Look through the entries below and report every line that has "followed".

--- Entries supplied Enclosed Below ---

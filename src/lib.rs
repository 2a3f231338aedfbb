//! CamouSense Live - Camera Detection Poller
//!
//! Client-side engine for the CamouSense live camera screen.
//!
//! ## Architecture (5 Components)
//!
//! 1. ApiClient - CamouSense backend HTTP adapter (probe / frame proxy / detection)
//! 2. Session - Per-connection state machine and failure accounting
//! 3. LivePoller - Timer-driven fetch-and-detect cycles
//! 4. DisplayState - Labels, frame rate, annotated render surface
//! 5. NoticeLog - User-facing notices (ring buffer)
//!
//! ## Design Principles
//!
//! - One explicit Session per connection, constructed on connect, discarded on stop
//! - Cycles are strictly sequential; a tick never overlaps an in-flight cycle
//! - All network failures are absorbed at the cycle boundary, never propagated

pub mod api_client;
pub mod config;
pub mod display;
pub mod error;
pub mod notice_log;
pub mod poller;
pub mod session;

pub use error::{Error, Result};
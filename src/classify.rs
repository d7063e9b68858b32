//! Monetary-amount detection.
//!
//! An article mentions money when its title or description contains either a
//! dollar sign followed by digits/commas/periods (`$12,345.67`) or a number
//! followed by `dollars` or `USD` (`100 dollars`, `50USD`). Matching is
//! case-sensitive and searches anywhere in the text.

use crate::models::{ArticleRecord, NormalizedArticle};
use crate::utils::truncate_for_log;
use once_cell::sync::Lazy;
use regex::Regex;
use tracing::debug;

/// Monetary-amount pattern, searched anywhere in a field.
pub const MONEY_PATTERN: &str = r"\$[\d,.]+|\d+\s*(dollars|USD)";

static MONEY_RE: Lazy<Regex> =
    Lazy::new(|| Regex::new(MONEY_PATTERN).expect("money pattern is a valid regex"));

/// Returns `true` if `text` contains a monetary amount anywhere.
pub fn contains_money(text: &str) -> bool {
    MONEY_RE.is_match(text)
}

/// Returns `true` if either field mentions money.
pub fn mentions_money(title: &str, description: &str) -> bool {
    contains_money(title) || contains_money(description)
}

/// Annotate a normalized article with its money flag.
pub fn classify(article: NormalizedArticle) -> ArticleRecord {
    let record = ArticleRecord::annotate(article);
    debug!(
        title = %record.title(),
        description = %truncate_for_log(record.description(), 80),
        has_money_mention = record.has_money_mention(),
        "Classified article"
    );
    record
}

--- End of Enclosed Entries supplied ---

> [Answer section]
//! dollar sign followed by digits/commas/periods (`$12,345.67`) or a number
//! followed by `dollars` or `USD` (`100 dollars`, `50USD`). Matching is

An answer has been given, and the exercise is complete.